//! In-memory backend for tests and throwaway sessions.
//!
//! Can be told to fail reads and/or writes, which is how the tests exercise
//! degraded init and the legacy fallback path.

use std::collections::HashMap;
use std::sync::atomic::{AtomicBool, AtomicUsize, Ordering};
use std::sync::{Arc, Mutex, MutexGuard};

use async_trait::async_trait;

use super::StorageBackend;
use crate::error::{StorageError, StorageResult};

#[derive(Debug, Default)]
struct Inner {
    entries: Mutex<HashMap<String, String>>,
    fail_reads: AtomicBool,
    fail_writes: AtomicBool,
    saves: AtomicUsize,
}

/// A `HashMap` backend. Clones share the same storage.
#[derive(Debug, Clone, Default)]
pub struct MemoryBackend {
    inner: Arc<Inner>,
}

impl MemoryBackend {
    pub fn new() -> Self {
        Self::default()
    }

    /// A backend whose every read and write fails.
    pub fn unavailable() -> Self {
        let backend = Self::new();
        backend.set_fail_reads(true);
        backend.set_fail_writes(true);
        backend
    }

    pub fn set_fail_reads(&self, fail: bool) {
        self.inner.fail_reads.store(fail, Ordering::SeqCst);
    }

    pub fn set_fail_writes(&self, fail: bool) {
        self.inner.fail_writes.store(fail, Ordering::SeqCst);
    }

    /// Stores a value directly, bypassing failure simulation.
    pub fn insert(&self, key: impl Into<String>, value: impl Into<String>) {
        self.entries().insert(key.into(), value.into());
    }

    /// Reads a value directly, bypassing failure simulation.
    pub fn get(&self, key: &str) -> Option<String> {
        self.entries().get(key).cloned()
    }

    pub fn contains(&self, key: &str) -> bool {
        self.entries().contains_key(key)
    }

    /// Number of successful saves since creation.
    pub fn save_count(&self) -> usize {
        self.inner.saves.load(Ordering::SeqCst)
    }

    fn entries(&self) -> MutexGuard<'_, HashMap<String, String>> {
        self.inner
            .entries
            .lock()
            .unwrap_or_else(|poisoned| poisoned.into_inner())
    }
}

#[async_trait]
impl StorageBackend for MemoryBackend {
    fn name(&self) -> &'static str {
        "memory"
    }

    async fn load(&self, key: &str) -> StorageResult<Option<String>> {
        if self.inner.fail_reads.load(Ordering::SeqCst) {
            return Err(StorageError::Unavailable("simulated read failure".into()));
        }
        Ok(self.get(key))
    }

    async fn save(&self, key: &str, value: &str) -> StorageResult<()> {
        if self.inner.fail_writes.load(Ordering::SeqCst) {
            return Err(StorageError::Unavailable("simulated write failure".into()));
        }
        self.insert(key, value);
        self.inner.saves.fetch_add(1, Ordering::SeqCst);
        Ok(())
    }

    async fn remove(&self, key: &str) -> StorageResult<()> {
        if self.inner.fail_writes.load(Ordering::SeqCst) {
            return Err(StorageError::Unavailable("simulated write failure".into()));
        }
        self.entries().remove(key);
        Ok(())
    }
}

#[cfg(test)]
mod tests {
    use super::*;

    #[tokio::test]
    async fn test_save_load_remove() {
        let backend = MemoryBackend::new();
        assert_eq!(backend.load("main").await.unwrap(), None);

        backend.save("main", "{}").await.unwrap();
        assert_eq!(backend.load("main").await.unwrap().as_deref(), Some("{}"));
        assert_eq!(backend.save_count(), 1);

        backend.remove("main").await.unwrap();
        backend.remove("main").await.unwrap();
        assert_eq!(backend.load("main").await.unwrap(), None);
    }

    #[tokio::test]
    async fn test_simulated_failures() {
        let backend = MemoryBackend::unavailable();
        assert!(backend.load("main").await.is_err());
        assert!(backend.save("main", "{}").await.is_err());
        assert!(!backend.contains("main"));

        backend.set_fail_writes(false);
        assert!(backend.save("main", "{}").await.is_ok());
    }

    #[tokio::test]
    async fn test_clones_share_storage() {
        let a = MemoryBackend::new();
        let b = a.clone();
        a.save("k", "v").await.unwrap();
        assert_eq!(b.get("k").as_deref(), Some("v"));
    }
}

WHAT TO WORK ON: For each line of the material that contains "entries", return a copy.

WRITTEN ANSWER:
    entries: Mutex<HashMap<String, String>>,
        self.entries().insert(key.into(), value.into());
        self.entries().get(key).cloned()
        self.entries().contains_key(key)
    fn entries(&self) -> MutexGuard<'_, HashMap<String, String>> {
            .entries
        self.entries().remove(key);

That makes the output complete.